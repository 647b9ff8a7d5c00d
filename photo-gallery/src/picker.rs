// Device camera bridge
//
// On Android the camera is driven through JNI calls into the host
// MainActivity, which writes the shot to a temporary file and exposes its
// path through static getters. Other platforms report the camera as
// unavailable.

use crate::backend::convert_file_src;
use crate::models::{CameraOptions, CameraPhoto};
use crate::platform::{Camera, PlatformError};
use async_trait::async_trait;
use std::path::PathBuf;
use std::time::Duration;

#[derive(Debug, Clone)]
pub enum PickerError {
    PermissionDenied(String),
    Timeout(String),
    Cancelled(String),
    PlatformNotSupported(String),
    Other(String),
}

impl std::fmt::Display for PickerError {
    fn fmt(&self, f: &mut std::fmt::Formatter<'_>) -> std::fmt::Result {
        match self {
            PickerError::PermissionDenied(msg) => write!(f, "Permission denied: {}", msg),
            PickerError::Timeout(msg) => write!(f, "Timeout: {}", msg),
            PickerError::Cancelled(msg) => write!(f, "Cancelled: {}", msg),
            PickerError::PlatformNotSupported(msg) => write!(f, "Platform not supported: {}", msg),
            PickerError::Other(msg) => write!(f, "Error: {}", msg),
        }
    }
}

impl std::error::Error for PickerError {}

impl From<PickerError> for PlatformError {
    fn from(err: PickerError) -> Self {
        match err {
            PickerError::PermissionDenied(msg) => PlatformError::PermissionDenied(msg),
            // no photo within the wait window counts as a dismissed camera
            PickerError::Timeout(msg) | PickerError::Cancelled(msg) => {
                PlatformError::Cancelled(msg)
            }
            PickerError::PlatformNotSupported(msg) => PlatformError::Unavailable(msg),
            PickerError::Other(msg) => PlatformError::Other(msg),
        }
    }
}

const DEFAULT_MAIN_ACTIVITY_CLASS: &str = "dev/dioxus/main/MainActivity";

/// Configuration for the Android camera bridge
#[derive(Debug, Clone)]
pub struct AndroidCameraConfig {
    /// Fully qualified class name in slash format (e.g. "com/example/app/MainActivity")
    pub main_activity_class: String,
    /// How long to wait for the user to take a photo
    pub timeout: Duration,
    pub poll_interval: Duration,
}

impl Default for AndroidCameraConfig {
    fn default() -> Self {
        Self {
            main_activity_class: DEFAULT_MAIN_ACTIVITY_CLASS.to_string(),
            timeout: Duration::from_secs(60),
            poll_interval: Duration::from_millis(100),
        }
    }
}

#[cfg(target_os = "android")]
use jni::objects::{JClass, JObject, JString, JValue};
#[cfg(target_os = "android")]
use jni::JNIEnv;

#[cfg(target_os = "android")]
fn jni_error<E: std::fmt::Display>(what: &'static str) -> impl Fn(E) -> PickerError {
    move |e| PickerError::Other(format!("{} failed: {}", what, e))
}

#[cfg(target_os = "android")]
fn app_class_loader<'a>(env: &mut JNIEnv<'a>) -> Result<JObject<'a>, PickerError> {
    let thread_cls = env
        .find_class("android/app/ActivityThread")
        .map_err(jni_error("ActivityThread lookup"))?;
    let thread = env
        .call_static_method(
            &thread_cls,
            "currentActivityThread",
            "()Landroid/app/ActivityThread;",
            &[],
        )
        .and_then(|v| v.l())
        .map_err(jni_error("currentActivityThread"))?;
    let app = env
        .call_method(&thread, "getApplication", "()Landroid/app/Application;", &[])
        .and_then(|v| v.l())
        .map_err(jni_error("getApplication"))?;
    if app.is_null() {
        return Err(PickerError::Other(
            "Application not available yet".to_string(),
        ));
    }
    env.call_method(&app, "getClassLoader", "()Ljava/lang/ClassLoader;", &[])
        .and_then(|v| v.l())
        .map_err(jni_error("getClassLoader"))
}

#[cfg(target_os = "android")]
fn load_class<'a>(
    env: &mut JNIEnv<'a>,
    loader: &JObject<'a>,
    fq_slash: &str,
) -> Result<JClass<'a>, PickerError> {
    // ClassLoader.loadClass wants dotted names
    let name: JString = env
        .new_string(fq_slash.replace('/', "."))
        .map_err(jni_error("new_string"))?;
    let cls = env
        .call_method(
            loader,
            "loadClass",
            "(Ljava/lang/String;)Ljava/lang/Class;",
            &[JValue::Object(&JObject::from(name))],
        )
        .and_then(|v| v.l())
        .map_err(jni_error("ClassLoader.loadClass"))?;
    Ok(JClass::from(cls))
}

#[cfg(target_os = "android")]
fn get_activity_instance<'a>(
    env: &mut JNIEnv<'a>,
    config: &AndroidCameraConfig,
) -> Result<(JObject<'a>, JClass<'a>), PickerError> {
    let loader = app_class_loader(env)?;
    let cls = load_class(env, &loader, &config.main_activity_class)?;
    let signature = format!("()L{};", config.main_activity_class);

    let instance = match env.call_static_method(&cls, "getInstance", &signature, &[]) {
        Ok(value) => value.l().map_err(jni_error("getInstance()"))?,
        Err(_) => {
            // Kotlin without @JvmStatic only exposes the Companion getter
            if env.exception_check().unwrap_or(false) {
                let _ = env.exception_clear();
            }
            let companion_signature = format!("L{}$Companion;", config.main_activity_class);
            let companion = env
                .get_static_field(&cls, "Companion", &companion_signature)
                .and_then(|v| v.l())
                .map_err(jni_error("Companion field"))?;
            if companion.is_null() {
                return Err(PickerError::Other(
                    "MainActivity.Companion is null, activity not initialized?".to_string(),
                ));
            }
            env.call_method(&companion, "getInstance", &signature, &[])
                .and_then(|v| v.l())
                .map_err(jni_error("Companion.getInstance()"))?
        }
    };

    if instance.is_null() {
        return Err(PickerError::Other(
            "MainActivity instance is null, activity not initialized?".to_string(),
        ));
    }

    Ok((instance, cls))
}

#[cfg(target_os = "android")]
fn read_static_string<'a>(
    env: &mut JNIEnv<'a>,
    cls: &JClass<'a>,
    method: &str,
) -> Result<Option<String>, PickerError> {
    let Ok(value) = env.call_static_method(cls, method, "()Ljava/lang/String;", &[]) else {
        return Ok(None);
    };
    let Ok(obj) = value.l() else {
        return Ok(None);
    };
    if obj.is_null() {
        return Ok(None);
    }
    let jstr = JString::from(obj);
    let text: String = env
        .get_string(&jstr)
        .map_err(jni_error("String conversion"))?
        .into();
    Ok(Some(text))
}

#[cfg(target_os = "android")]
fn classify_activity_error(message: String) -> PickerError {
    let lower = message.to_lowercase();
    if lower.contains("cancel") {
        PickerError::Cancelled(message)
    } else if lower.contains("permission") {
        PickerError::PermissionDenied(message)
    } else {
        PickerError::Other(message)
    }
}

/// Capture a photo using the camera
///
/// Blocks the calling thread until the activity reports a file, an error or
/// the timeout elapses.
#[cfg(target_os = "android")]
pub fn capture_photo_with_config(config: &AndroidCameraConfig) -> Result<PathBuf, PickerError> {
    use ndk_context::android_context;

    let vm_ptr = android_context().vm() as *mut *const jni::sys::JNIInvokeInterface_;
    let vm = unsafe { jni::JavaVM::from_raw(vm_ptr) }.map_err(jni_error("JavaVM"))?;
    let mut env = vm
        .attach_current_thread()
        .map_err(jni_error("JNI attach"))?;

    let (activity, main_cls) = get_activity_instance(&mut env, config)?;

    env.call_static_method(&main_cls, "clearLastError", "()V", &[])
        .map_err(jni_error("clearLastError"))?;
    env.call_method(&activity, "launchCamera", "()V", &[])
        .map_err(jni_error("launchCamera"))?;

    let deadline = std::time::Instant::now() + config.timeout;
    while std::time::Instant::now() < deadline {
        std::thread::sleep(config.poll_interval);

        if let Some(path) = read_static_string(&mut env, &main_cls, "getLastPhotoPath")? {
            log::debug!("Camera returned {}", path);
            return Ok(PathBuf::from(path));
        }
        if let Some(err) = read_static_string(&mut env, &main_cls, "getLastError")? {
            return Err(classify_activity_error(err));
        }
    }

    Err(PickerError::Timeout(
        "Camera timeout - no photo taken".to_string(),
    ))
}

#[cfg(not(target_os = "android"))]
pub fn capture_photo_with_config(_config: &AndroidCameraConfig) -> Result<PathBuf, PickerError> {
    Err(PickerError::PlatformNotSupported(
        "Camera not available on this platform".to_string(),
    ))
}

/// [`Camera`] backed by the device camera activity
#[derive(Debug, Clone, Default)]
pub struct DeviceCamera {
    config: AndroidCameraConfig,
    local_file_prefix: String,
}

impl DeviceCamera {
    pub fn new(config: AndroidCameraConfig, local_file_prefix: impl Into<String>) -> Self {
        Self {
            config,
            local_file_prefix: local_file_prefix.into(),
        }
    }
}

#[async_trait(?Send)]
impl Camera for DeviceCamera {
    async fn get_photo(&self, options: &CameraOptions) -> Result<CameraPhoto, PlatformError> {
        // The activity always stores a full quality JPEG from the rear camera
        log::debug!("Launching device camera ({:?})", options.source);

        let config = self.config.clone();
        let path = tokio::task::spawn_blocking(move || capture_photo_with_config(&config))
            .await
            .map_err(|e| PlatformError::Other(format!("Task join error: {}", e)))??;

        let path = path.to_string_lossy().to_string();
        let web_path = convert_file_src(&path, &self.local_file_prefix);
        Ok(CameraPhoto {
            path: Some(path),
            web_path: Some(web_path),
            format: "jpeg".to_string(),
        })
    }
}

================================

(THE TASK)
Look for the word "launchCamera" in every line of the listing and copy the lines that have it.

(SOLUTION TO THE EXERCISE)
    env.call_method(&activity, "launchCamera", "()V", &[])
        .map_err(jni_error("launchCamera"))?;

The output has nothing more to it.